Oktober 2010: Wie sehr sind politische und rechtliche Rahmenbedingungen eine operative Belastung bei Ihrer täglichen Arbeit?
Einfach nur ein Produkt einzukaufen, ist heute nicht mehr möglich. Rechtliche Vorgaben bezüglich Sicherheit, Zollbestimmungen, Einfuhrbestimmungen oder Gewährleistung sowie politische und soziale Vorgaben aus den Bereichen Umwelt, Familie oder soziale Standards müssen beim Einkauf beachtet werden.
Dabei gilt es, diese Vorgaben entlang der gesamten Supply Chain zu beachten: Von der Auswahl der Lieferanten über die Vorgaben an einzelne Artikel bis hin zu zu erfüllenden Standards oder Prüfsiegeln.
Besonders in der Lebensmittelindustrie ist es heute notwendig, dass ein einzukaufendes Produkt verschiedenste Tests und Prüfsiegel vorweisen muss, damit es in Deutschland weiterverarbeitet werden darf. Soll dann zum Beispiel eine Paprika in verschiedenen Produkten verarbeitet werden, kann es sogar vorkommen, dass für eine Paprika für jeden Einzelhändler ein eigenes Prüfsiegel benötigt wird.
Die Komplexität für den Einkauf und das Risiko bei Nichtbeachtung ist durch die rechtlichen und politischen Vorgaben in den letzten Jahren kontinuierlich angestiegen.

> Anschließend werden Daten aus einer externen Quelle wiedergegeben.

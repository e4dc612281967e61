use std::{fmt, ops};

/// A bitmask of readiness interests, corresponding to spec §4.1's
/// `events` bitmask of READ and WRITE.
///
/// Modeled after `mio::Interest`: a non-empty set represented as a small
/// bitmask so it can be copied freely and compared cheaply.
#[derive(Copy, Clone, Eq, PartialEq, Debug)]
pub struct Interest(u8);

const READABLE: u8 = 0b01;
const WRITABLE: u8 = 0b10;

impl Interest {
    pub const READABLE: Interest = Interest(READABLE);
    pub const WRITABLE: Interest = Interest(WRITABLE);

    /// Combines two interest sets.
    pub const fn add(self, other: Interest) -> Interest {
        Interest(self.0 | other.0)
    }

    pub const fn is_readable(self) -> bool {
        self.0 & READABLE != 0
    }

    pub const fn is_writable(self) -> bool {
        self.0 & WRITABLE != 0
    }

    pub(crate) const fn as_u8(self) -> u8 {
        self.0
    }

    pub(crate) const fn from_u8(bits: u8) -> Interest {
        Interest(bits & (READABLE | WRITABLE))
    }
}

impl ops::BitOr for Interest {
    type Output = Interest;
    fn bitor(self, rhs: Interest) -> Interest {
        self.add(rhs)
    }
}

impl ops::BitOrAssign for Interest {
    fn bitor_assign(&mut self, rhs: Interest) {
        self.0 |= rhs.0;
    }
}

impl fmt::Display for Interest {
    fn fmt(&self, f: &mut fmt::Formatter<'_>) -> fmt::Result {
        let mut parts = Vec::new();
        if self.is_readable() {
            parts.push("READABLE");
        }
        if self.is_writable() {
            parts.push("WRITABLE");
        }
        write!(f, "{}", parts.join("|"))
    }
}

#[cfg(test)]
mod tests {
    use super::*;

    #[test]
    fn combines_with_bitor() {
        let both = Interest::READABLE | Interest::WRITABLE;
        assert!(both.is_readable());
        assert!(both.is_writable());
    }

    #[test]
    fn bitor_assign_accumulates() {
        let mut interest = Interest::READABLE;
        interest |= Interest::WRITABLE;
        assert!(interest.is_readable());
        assert!(interest.is_writable());
    }

    #[test]
    fn round_trips_through_u8() {
        let both = Interest::READABLE | Interest::WRITABLE;
        assert_eq!(Interest::from_u8(both.as_u8()), both);
        assert_eq!(Interest::from_u8(0), Interest::from_u8(0));
        assert!(!Interest::from_u8(0).is_readable());
    }

    #[test]
    fn display_lists_set_bits() {
        assert_eq!(Interest::READABLE.to_string(), "READABLE");
        assert_eq!(Interest::WRITABLE.to_string(), "WRITABLE");
        assert_eq!((Interest::READABLE | Interest::WRITABLE).to_string(), "READABLE|WRITABLE");
        assert_eq!(Interest::from_u8(0).to_string(), "");
    }

    #[test]
    fn from_u8_masks_unknown_bits() {
        let garbage = Interest::from_u8(0b1111_1100);
        assert!(!garbage.is_readable());
        assert!(!garbage.is_writable());
    }
}
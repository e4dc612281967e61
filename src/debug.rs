//! Spec §6 Observability's debug mode, gated on the `RUST_CORRAL_DEBUG`
//! environment variable (checked once, like CPython asyncio's
//! `PYTHONASYNCIODEBUG`). When enabled, `Task::spawn` records its caller's
//! source location so the "task was destroyed while still pending"
//! diagnostic in [`crate::task`] can point at where it was created.

use std::sync::OnceLock;

static ENABLED: OnceLock<bool> = OnceLock::new();

/// Whether debug-mode diagnostics are active for this process.
pub fn enabled() -> bool {
    *ENABLED.get_or_init(|| std::env::var_os("RUST_CORRAL_DEBUG").is_some())
}
//! §6: process-wide event-loop policy, mirroring `asyncio`'s
//! `get_event_loop`/`set_event_loop`/`new_event_loop` trio. Since `EventLoop`
//! is `Rc`-based and therefore thread-local by construction, the "policy" is
//! just a `thread_local!` slot holding the current thread's default loop —
//! there is no cross-thread registry to guard.

use std::cell::RefCell;

use crate::event_loop::EventLoop;

thread_local! {
    static CURRENT: RefCell<Option<EventLoop>> = const { RefCell::new(None) };
}

/// Returns this thread's event loop, creating one on first use.
pub fn get_event_loop() -> std::io::Result<EventLoop> {
    CURRENT.with(|cell| {
        let mut slot = cell.borrow_mut();
        if let Some(existing) = slot.as_ref() {
            return Ok(existing.clone());
        }
        let fresh = EventLoop::new()?;
        *slot = Some(fresh.clone());
        Ok(fresh)
    })
}

/// Installs `event_loop` as this thread's default.
pub fn set_event_loop(event_loop: EventLoop) {
    CURRENT.with(|cell| *cell.borrow_mut() = Some(event_loop));
}

/// Creates a fresh loop without installing it as the thread default.
pub fn new_event_loop() -> std::io::Result<EventLoop> {
    EventLoop::new()
}
//! Per-platform selector backends, picked at compile time the way
//! `mio::sys::unix::mod.rs` picks between its `selector/{epoll,kqueue,poll}`
//! implementations.

#[cfg(any(target_os = "linux", target_os = "android"))]
mod epoll;
#[cfg(any(
    target_os = "macos",
    target_os = "ios",
    target_os = "freebsd",
    target_os = "netbsd",
    target_os = "openbsd",
    target_os = "dragonfly",
))]
mod kqueue;
mod poll;

#[cfg(any(target_os = "linux", target_os = "android"))]
pub(crate) use epoll::{EventBuf as RawEventBuf, Selector as PlatformSelector};

#[cfg(all(
    any(
        target_os = "macos",
        target_os = "ios",
        target_os = "freebsd",
        target_os = "netbsd",
        target_os = "openbsd",
        target_os = "dragonfly",
    ),
    not(any(target_os = "linux", target_os = "android"))
))]
pub(crate) use kqueue::{EventBuf as RawEventBuf, Selector as PlatformSelector};

#[cfg(not(any(
    target_os = "linux",
    target_os = "android",
    target_os = "macos",
    target_os = "ios",
    target_os = "freebsd",
    target_os = "netbsd",
    target_os = "openbsd",
    target_os = "dragonfly",
)))]
pub(crate) use poll::{EventBuf as RawEventBuf, Selector as PlatformSelector};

29,4% der Teilnehmer unserer November-Umfrage antworteten auf die Frage „Wie sehr sind politische und rechtliche Rahmenbedingungen eine operative Belastung bei Ihrer täglichen Arbeit?“ mit „Gar nicht“. Diese Antwort ist einerseits überraschend, erklärt sich aber sicherlich dadurch, dass in vielen Bereichen bereits die Lieferanten für eine Vorselektierung und Absicherung sorgen.
Leider verlassen sich viele Einkäufer blind darauf, dass Lieferanten alle rechtlichen und politischen Rahmenbedingungen beachten. Die Imageschäden bei Nichtbeachtung werden für das Unternehmen allerdings immer mehr zu einem Risiko und im Besonderen für die Einkaufsabteilungen.